(Problem to solve): In the data that follows, each entry is to be restated exactly.

(Listed entries):
use std::mem;

use rkyv::{AlignedVec, Archive, Deserialize, Serialize};

use crate::RpcError;

static HEADER_TERMINATOR: &[u8] = b"\r\n";

pub const KIND_SIZE: usize = 1;
pub const META_LEN_SIZE: usize = mem::size_of::<u16>();
pub const DATA_LEN_SIZE: usize = mem::size_of::<u32>();
pub const CHECKSUM_SIZE: usize = mem::size_of::<u32>();
pub const LEN_SIZE: usize = KIND_SIZE + META_LEN_SIZE + DATA_LEN_SIZE + CHECKSUM_SIZE;
pub const HEADER_SIZE: usize = LEN_SIZE + 2;
pub const MESSAGE_KIND_REQUEST: u8 = 0;
pub const MESSAGE_KIND_RESPONSE: u8 = 1;
/// The largest metadata plus payload size accepted in one frame.
pub const MAX_FRAME_SIZE: usize = 64 << 20;

const META_SCRATCH_SPACE: usize = 256;
/// The longest error string a response can carry, leaving room for the rest
/// of the metadata within the u16 length field.
pub const MAX_ERROR_LEN: usize = u16::MAX as usize - 64;

#[repr(C)]
#[derive(Serialize, Deserialize, Archive, Debug, PartialEq, Eq)]
#[archive(check_bytes)]
/// Metadata sent ahead of the call arguments.
pub(crate) struct RequestMetadata {
    /// Matches the response to the request.
    pub(crate) seq: u64,
    /// The method being called.
    pub(crate) method: String,
}

#[repr(C)]
#[derive(Serialize, Deserialize, Archive, Debug, PartialEq, Eq)]
#[archive(check_bytes)]
/// Metadata sent ahead of the reply.
pub(crate) struct ResponseMetadata {
    /// The sequence number of the request being answered.
    pub(crate) seq: u64,
    /// Empty on success, otherwise the handler's error string.
    pub(crate) error: String,
}

#[derive(Debug, Clone, Copy, PartialEq, Eq)]
pub(crate) enum MessageKind {
    Request,
    Response,
}

#[derive(Debug, Clone, Copy, PartialEq, Eq)]
pub(crate) struct FrameHeader {
    pub(crate) kind: MessageKind,
    pub(crate) meta_len: usize,
    pub(crate) data_len: usize,
    pub(crate) checksum: u32,
}

/// Parses a frame header.
pub(crate) fn parse_header(header: &[u8; HEADER_SIZE]) -> Result<FrameHeader, RpcError> {
    if &header[LEN_SIZE..] != HEADER_TERMINATOR {
        return Err(RpcError::Protocol("invalid header terminator".to_string()));
    }

    let kind = match header[0] {
        MESSAGE_KIND_REQUEST => MessageKind::Request,
        MESSAGE_KIND_RESPONSE => MessageKind::Response,
        other => {
            return Err(RpcError::Protocol(format!("unknown message kind {other}")))
        },
    };

    let mut cursor = KIND_SIZE;
    let meta_len =
        u16::from_le_bytes([header[cursor], header[cursor + 1]]) as usize;
    cursor += META_LEN_SIZE;
    let data_len = u32::from_le_bytes([
        header[cursor],
        header[cursor + 1],
        header[cursor + 2],
        header[cursor + 3],
    ]) as usize;
    cursor += DATA_LEN_SIZE;
    let checksum = u32::from_le_bytes([
        header[cursor],
        header[cursor + 1],
        header[cursor + 2],
        header[cursor + 3],
    ]);

    if meta_len + data_len > MAX_FRAME_SIZE {
        return Err(RpcError::Protocol(format!(
            "frame of {} bytes exceeds the {MAX_FRAME_SIZE} byte limit",
            meta_len + data_len,
        )));
    }

    Ok(FrameHeader {
        kind,
        meta_len,
        data_len,
        checksum,
    })
}

/// Checks the frame body against the checksum carried in its header.
pub(crate) fn verify_checksum(
    header: &FrameHeader,
    meta: &[u8],
    data: &[u8],
) -> Result<(), RpcError> {
    let actual = checksum(meta, data);
    if actual != header.checksum {
        return Err(RpcError::Protocol(format!(
            "checksum mismatch, expected {:#010x} got {actual:#010x}",
            header.checksum,
        )));
    }
    Ok(())
}

fn checksum(meta: &[u8], data: &[u8]) -> u32 {
    let mut hasher = crc32fast::Hasher::new();
    hasher.update(meta);
    hasher.update(data);
    hasher.finalize()
}

fn serialize_header(
    kind: u8,
    metadata_len: usize,
    data_size: usize,
    checksum: u32,
) -> [u8; HEADER_SIZE] {
    let mut header = [0; HEADER_SIZE];
    let mut cursor = 0;
    header[cursor] = kind;
    cursor += KIND_SIZE;
    header[cursor..cursor + META_LEN_SIZE]
        .copy_from_slice(&(metadata_len as u16).to_le_bytes());
    cursor += META_LEN_SIZE;
    header[cursor..cursor + DATA_LEN_SIZE]
        .copy_from_slice(&(data_size as u32).to_le_bytes());
    cursor += DATA_LEN_SIZE;
    header[cursor..cursor + CHECKSUM_SIZE].copy_from_slice(&checksum.to_le_bytes());
    header[LEN_SIZE..].copy_from_slice(HEADER_TERMINATOR);
    header
}

/// Serializes a complete frame into a buffer.
pub(crate) fn serialize_frame(
    kind: MessageKind,
    metadata: &[u8],
    data: &[u8],
) -> Result<Vec<u8>, RpcError> {
    if metadata.len() > u16::MAX as usize {
        return Err(RpcError::Protocol(format!(
            "metadata of {} bytes does not fit the header",
            metadata.len(),
        )));
    }
    if metadata.len() + data.len() > MAX_FRAME_SIZE {
        return Err(RpcError::Protocol(format!(
            "frame of {} bytes exceeds the {MAX_FRAME_SIZE} byte limit",
            metadata.len() + data.len(),
        )));
    }

    let kind = match kind {
        MessageKind::Request => MESSAGE_KIND_REQUEST,
        MessageKind::Response => MESSAGE_KIND_RESPONSE,
    };
    let header =
        serialize_header(kind, metadata.len(), data.len(), checksum(metadata, data));

    let mut buffer = Vec::with_capacity(HEADER_SIZE + metadata.len() + data.len());
    buffer.extend_from_slice(&header);
    buffer.extend_from_slice(metadata);
    buffer.extend_from_slice(data);

    Ok(buffer)
}

/// Cuts an error string down to [MAX_ERROR_LEN] bytes on a char boundary.
pub(crate) fn truncate_error(mut error: String) -> String {
    if error.len() <= MAX_ERROR_LEN {
        return error;
    }

    let mut end = MAX_ERROR_LEN;
    while !error.is_char_boundary(end) {
        end -= 1;
    }
    error.truncate(end);
    error
}

pub(crate) fn encode_request_metadata(
    metadata: &RequestMetadata,
) -> Result<AlignedVec, RpcError> {
    rkyv::to_bytes::<_, META_SCRATCH_SPACE>(metadata)
        .map_err(|e| RpcError::Protocol(format!("failed to encode metadata: {e}")))
}

pub(crate) fn encode_response_metadata(
    metadata: &ResponseMetadata,
) -> Result<AlignedVec, RpcError> {
    rkyv::to_bytes::<_, META_SCRATCH_SPACE>(metadata)
        .map_err(|e| RpcError::Protocol(format!("failed to encode metadata: {e}")))
}

pub(crate) fn decode_request_metadata(buf: &[u8]) -> Result<RequestMetadata, RpcError> {
    let aligned = align(buf);
    rkyv::from_bytes::<RequestMetadata>(&aligned)
        .map_err(|e| RpcError::Protocol(format!("invalid request metadata: {e}")))
}

pub(crate) fn decode_response_metadata(
    buf: &[u8],
) -> Result<ResponseMetadata, RpcError> {
    let aligned = align(buf);
    rkyv::from_bytes::<ResponseMetadata>(&aligned)
        .map_err(|e| RpcError::Protocol(format!("invalid response metadata: {e}")))
}

fn align(buf: &[u8]) -> AlignedVec {
    let mut aligned = AlignedVec::with_capacity(buf.len());
    aligned.extend_from_slice(buf);
    aligned
}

(Task response):
use std::mem;

use rkyv::{AlignedVec, Archive, Deserialize, Serialize};

use crate::RpcError;

static HEADER_TERMINATOR: &[u8] = b"\r\n";

pub const KIND_SIZE: usize = 1;
pub const META_LEN_SIZE: usize = mem::size_of::<u16>();
pub const DATA_LEN_SIZE: usize = mem::size_of::<u32>();
pub const CHECKSUM_SIZE: usize = mem::size_of::<u32>();
pub const LEN_SIZE: usize = KIND_SIZE + META_LEN_SIZE + DATA_LEN_SIZE + CHECKSUM_SIZE;
pub const HEADER_SIZE: usize = LEN_SIZE + 2;
pub const MESSAGE_KIND_REQUEST: u8 = 0;
pub const MESSAGE_KIND_RESPONSE: u8 = 1;
/// The largest metadata plus payload size accepted in one frame.
pub const MAX_FRAME_SIZE: usize = 64 << 20;

const META_SCRATCH_SPACE: usize = 256;
/// The longest error string a response can carry, leaving room for the rest
/// of the metadata within the u16 length field.
pub const MAX_ERROR_LEN: usize = u16::MAX as usize - 64;

#[repr(C)]
#[derive(Serialize, Deserialize, Archive, Debug, PartialEq, Eq)]
#[archive(check_bytes)]
/// Metadata sent ahead of the call arguments.
pub(crate) struct RequestMetadata {
    /// Matches the response to the request.
    pub(crate) seq: u64,
    /// The method being called.
    pub(crate) method: String,
}

#[repr(C)]
#[derive(Serialize, Deserialize, Archive, Debug, PartialEq, Eq)]
#[archive(check_bytes)]
/// Metadata sent ahead of the reply.
pub(crate) struct ResponseMetadata {
    /// The sequence number of the request being answered.
    pub(crate) seq: u64,
    /// Empty on success, otherwise the handler's error string.
    pub(crate) error: String,
}

#[derive(Debug, Clone, Copy, PartialEq, Eq)]
pub(crate) enum MessageKind {
    Request,
    Response,
}

#[derive(Debug, Clone, Copy, PartialEq, Eq)]
pub(crate) struct FrameHeader {
    pub(crate) kind: MessageKind,
    pub(crate) meta_len: usize,
    pub(crate) data_len: usize,
    pub(crate) checksum: u32,
}

/// Parses a frame header.
pub(crate) fn parse_header(header: &[u8; HEADER_SIZE]) -> Result<FrameHeader, RpcError> {
    if &header[LEN_SIZE..] != HEADER_TERMINATOR {
        return Err(RpcError::Protocol("invalid header terminator".to_string()));
    }

    let kind = match header[0] {
        MESSAGE_KIND_REQUEST => MessageKind::Request,
        MESSAGE_KIND_RESPONSE => MessageKind::Response,
        other => {
            return Err(RpcError::Protocol(format!("unknown message kind {other}")))
        },
    };

    let mut cursor = KIND_SIZE;
    let meta_len =
        u16::from_le_bytes([header[cursor], header[cursor + 1]]) as usize;
    cursor += META_LEN_SIZE;
    let data_len = u32::from_le_bytes([
        header[cursor],
        header[cursor + 1],
        header[cursor + 2],
        header[cursor + 3],
    ]) as usize;
    cursor += DATA_LEN_SIZE;
    let checksum = u32::from_le_bytes([
        header[cursor],
        header[cursor + 1],
        header[cursor + 2],
        header[cursor + 3],
    ]);

    if meta_len + data_len > MAX_FRAME_SIZE {
        return Err(RpcError::Protocol(format!(
            "frame of {} bytes exceeds the {MAX_FRAME_SIZE} byte limit",
            meta_len + data_len,
        )));
    }

    Ok(FrameHeader {
        kind,
        meta_len,
        data_len,
        checksum,
    })
}

/// Checks the frame body against the checksum carried in its header.
pub(crate) fn verify_checksum(
    header: &FrameHeader,
    meta: &[u8],
    data: &[u8],
) -> Result<(), RpcError> {
    let actual = checksum(meta, data);
    if actual != header.checksum {
        return Err(RpcError::Protocol(format!(
            "checksum mismatch, expected {:#010x} got {actual:#010x}",
            header.checksum,
        )));
    }
    Ok(())
}

fn checksum(meta: &[u8], data: &[u8]) -> u32 {
    let mut hasher = crc32fast::Hasher::new();
    hasher.update(meta);
    hasher.update(data);
    hasher.finalize()
}

fn serialize_header(
    kind: u8,
    metadata_len: usize,
    data_size: usize,
    checksum: u32,
) -> [u8; HEADER_SIZE] {
    let mut header = [0; HEADER_SIZE];
    let mut cursor = 0;
    header[cursor] = kind;
    cursor += KIND_SIZE;
    header[cursor..cursor + META_LEN_SIZE]
        .copy_from_slice(&(metadata_len as u16).to_le_bytes());
    cursor += META_LEN_SIZE;
    header[cursor..cursor + DATA_LEN_SIZE]
        .copy_from_slice(&(data_size as u32).to_le_bytes());
    cursor += DATA_LEN_SIZE;
    header[cursor..cursor + CHECKSUM_SIZE].copy_from_slice(&checksum.to_le_bytes());
    header[LEN_SIZE..].copy_from_slice(HEADER_TERMINATOR);
    header
}

/// Serializes a complete frame into a buffer.
pub(crate) fn serialize_frame(
    kind: MessageKind,
    metadata: &[u8],
    data: &[u8],
) -> Result<Vec<u8>, RpcError> {
    if metadata.len() > u16::MAX as usize {
        return Err(RpcError::Protocol(format!(
            "metadata of {} bytes does not fit the header",
            metadata.len(),
        )));
    }
    if metadata.len() + data.len() > MAX_FRAME_SIZE {
        return Err(RpcError::Protocol(format!(
            "frame of {} bytes exceeds the {MAX_FRAME_SIZE} byte limit",
            metadata.len() + data.len(),
        )));
    }

    let kind = match kind {
        MessageKind::Request => MESSAGE_KIND_REQUEST,
        MessageKind::Response => MESSAGE_KIND_RESPONSE,
    };
    let header =
        serialize_header(kind, metadata.len(), data.len(), checksum(metadata, data));

    let mut buffer = Vec::with_capacity(HEADER_SIZE + metadata.len() + data.len());
    buffer.extend_from_slice(&header);
    buffer.extend_from_slice(metadata);
    buffer.extend_from_slice(data);

    Ok(buffer)
}

/// Cuts an error string down to [MAX_ERROR_LEN] bytes on a char boundary.
pub(crate) fn truncate_error(mut error: String) -> String {
    if error.len() <= MAX_ERROR_LEN {
        return error;
    }

    let mut end = MAX_ERROR_LEN;
    while !error.is_char_boundary(end) {
        end -= 1;
    }
    error.truncate(end);
    error
}

pub(crate) fn encode_request_metadata(
    metadata: &RequestMetadata,
) -> Result<AlignedVec, RpcError> {
    rkyv::to_bytes::<_, META_SCRATCH_SPACE>(metadata)
        .map_err(|e| RpcError::Protocol(format!("failed to encode metadata: {e}")))
}

pub(crate) fn encode_response_metadata(
    metadata: &ResponseMetadata,
) -> Result<AlignedVec, RpcError> {
    rkyv::to_bytes::<_, META_SCRATCH_SPACE>(metadata)
        .map_err(|e| RpcError::Protocol(format!("failed to encode metadata: {e}")))
}

pub(crate) fn decode_request_metadata(buf: &[u8]) -> Result<RequestMetadata, RpcError> {
    let aligned = align(buf);
    rkyv::from_bytes::<RequestMetadata>(&aligned)
        .map_err(|e| RpcError::Protocol(format!("invalid request metadata: {e}")))
}

pub(crate) fn decode_response_metadata(
    buf: &[u8],
) -> Result<ResponseMetadata, RpcError> {
    let aligned = align(buf);
    rkyv::from_bytes::<ResponseMetadata>(&aligned)
        .map_err(|e| RpcError::Protocol(format!("invalid response metadata: {e}")))
}

fn align(buf: &[u8]) -> AlignedVec {
    let mut aligned = AlignedVec::with_capacity(buf.len());
    aligned.extend_from_slice(buf);
    aligned
}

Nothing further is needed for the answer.